**** DATA IN THIS EXERCISE

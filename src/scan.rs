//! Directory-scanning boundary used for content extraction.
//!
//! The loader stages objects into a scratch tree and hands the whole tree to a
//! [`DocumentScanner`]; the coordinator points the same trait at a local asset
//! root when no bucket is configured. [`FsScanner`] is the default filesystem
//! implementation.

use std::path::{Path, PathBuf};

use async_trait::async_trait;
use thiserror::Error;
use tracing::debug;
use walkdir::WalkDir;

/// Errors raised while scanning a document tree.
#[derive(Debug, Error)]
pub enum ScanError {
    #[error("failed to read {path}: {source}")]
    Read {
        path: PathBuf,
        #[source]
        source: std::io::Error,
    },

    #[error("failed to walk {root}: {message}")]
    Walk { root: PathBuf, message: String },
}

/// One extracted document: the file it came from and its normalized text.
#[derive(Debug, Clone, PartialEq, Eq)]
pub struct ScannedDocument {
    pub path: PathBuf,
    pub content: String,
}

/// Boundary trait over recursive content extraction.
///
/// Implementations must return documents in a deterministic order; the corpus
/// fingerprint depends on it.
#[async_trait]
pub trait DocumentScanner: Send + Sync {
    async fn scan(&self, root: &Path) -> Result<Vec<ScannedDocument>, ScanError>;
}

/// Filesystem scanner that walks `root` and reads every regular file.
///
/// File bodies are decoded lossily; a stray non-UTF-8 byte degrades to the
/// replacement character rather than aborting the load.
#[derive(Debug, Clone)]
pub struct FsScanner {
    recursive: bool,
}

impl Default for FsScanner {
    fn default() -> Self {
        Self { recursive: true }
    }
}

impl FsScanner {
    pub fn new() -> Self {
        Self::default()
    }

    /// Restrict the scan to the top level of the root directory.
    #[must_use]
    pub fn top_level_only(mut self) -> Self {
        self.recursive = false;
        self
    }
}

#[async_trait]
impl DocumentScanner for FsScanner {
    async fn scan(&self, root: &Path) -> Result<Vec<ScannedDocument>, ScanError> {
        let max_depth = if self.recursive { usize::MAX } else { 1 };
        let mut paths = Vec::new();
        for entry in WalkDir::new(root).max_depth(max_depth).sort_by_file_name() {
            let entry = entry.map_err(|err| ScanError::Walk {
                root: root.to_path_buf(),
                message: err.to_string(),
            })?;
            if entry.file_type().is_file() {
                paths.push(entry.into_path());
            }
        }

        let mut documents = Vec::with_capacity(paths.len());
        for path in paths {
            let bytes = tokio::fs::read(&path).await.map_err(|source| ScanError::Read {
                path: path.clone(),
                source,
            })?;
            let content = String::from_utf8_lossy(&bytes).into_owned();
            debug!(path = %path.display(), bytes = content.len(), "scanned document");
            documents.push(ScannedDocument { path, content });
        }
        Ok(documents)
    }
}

********
**** DATA IN THIS EXERCISE

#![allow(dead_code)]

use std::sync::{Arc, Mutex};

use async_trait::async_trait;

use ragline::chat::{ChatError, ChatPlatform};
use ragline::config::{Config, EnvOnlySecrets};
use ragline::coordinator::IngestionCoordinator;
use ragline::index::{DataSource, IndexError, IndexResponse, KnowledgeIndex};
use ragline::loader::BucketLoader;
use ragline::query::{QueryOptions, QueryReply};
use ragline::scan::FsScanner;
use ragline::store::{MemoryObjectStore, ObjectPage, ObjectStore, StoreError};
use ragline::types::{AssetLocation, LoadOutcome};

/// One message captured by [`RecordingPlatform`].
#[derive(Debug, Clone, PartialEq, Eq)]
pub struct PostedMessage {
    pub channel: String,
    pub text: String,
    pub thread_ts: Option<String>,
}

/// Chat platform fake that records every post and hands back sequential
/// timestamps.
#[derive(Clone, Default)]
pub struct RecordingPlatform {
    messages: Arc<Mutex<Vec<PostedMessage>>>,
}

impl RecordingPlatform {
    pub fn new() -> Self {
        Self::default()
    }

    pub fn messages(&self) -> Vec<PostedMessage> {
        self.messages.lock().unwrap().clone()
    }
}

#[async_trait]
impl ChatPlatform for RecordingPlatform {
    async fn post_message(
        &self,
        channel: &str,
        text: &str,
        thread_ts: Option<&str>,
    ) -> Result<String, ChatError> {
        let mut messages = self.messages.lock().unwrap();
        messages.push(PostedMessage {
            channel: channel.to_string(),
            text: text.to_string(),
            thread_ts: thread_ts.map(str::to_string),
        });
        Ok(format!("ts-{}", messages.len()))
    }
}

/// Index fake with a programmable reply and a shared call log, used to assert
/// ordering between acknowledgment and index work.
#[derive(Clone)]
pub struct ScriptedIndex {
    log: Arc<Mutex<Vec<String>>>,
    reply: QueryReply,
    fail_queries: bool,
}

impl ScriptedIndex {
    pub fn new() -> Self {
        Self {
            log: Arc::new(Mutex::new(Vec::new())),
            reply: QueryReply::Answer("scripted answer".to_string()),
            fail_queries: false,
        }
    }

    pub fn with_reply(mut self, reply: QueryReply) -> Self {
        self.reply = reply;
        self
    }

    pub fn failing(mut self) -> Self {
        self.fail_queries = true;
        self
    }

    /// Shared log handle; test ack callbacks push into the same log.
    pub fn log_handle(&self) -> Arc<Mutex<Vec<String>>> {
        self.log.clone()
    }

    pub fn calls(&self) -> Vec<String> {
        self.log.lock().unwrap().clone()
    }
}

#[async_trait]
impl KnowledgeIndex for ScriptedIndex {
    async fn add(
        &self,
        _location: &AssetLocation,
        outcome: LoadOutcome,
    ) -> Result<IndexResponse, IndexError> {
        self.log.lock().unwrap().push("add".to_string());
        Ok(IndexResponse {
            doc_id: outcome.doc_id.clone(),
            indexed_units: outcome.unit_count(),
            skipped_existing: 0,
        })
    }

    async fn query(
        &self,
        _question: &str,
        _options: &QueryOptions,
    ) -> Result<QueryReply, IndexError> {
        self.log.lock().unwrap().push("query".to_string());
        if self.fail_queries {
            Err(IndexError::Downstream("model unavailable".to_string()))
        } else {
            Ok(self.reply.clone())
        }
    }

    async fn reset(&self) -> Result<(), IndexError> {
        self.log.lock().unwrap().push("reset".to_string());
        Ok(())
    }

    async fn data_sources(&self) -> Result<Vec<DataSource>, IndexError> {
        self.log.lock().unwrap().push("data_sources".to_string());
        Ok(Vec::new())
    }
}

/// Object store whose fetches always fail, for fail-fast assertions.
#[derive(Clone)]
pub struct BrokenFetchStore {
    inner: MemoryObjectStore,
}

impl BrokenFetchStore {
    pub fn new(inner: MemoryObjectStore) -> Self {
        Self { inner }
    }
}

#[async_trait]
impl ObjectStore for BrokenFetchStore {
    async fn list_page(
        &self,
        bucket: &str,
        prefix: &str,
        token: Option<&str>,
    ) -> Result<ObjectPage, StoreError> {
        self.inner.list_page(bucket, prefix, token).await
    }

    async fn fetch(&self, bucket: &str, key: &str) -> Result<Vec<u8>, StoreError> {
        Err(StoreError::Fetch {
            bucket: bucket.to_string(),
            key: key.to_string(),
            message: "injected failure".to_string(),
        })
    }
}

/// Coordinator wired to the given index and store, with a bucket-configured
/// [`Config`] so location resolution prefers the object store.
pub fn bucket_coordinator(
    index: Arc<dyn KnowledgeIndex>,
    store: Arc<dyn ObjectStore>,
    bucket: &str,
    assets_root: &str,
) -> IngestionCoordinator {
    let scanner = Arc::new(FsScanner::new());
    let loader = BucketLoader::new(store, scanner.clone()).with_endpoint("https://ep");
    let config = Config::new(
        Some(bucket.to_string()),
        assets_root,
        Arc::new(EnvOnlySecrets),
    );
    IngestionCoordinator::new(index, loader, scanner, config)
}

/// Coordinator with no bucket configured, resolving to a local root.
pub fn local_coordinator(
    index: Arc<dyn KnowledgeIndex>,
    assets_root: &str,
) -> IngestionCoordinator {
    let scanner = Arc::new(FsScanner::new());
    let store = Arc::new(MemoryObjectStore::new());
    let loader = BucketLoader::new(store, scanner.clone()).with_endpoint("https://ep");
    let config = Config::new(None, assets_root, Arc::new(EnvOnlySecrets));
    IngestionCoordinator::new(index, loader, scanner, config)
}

********

Return each line of the data above that includes the word "configured".

• EXERCISE SOLUTION:
//! root when no bucket is configured. [`FsScanner`] is the default filesystem
/// Coordinator wired to the given index and store, with a bucket-configured
/// Coordinator with no bucket configured, resolving to a local root.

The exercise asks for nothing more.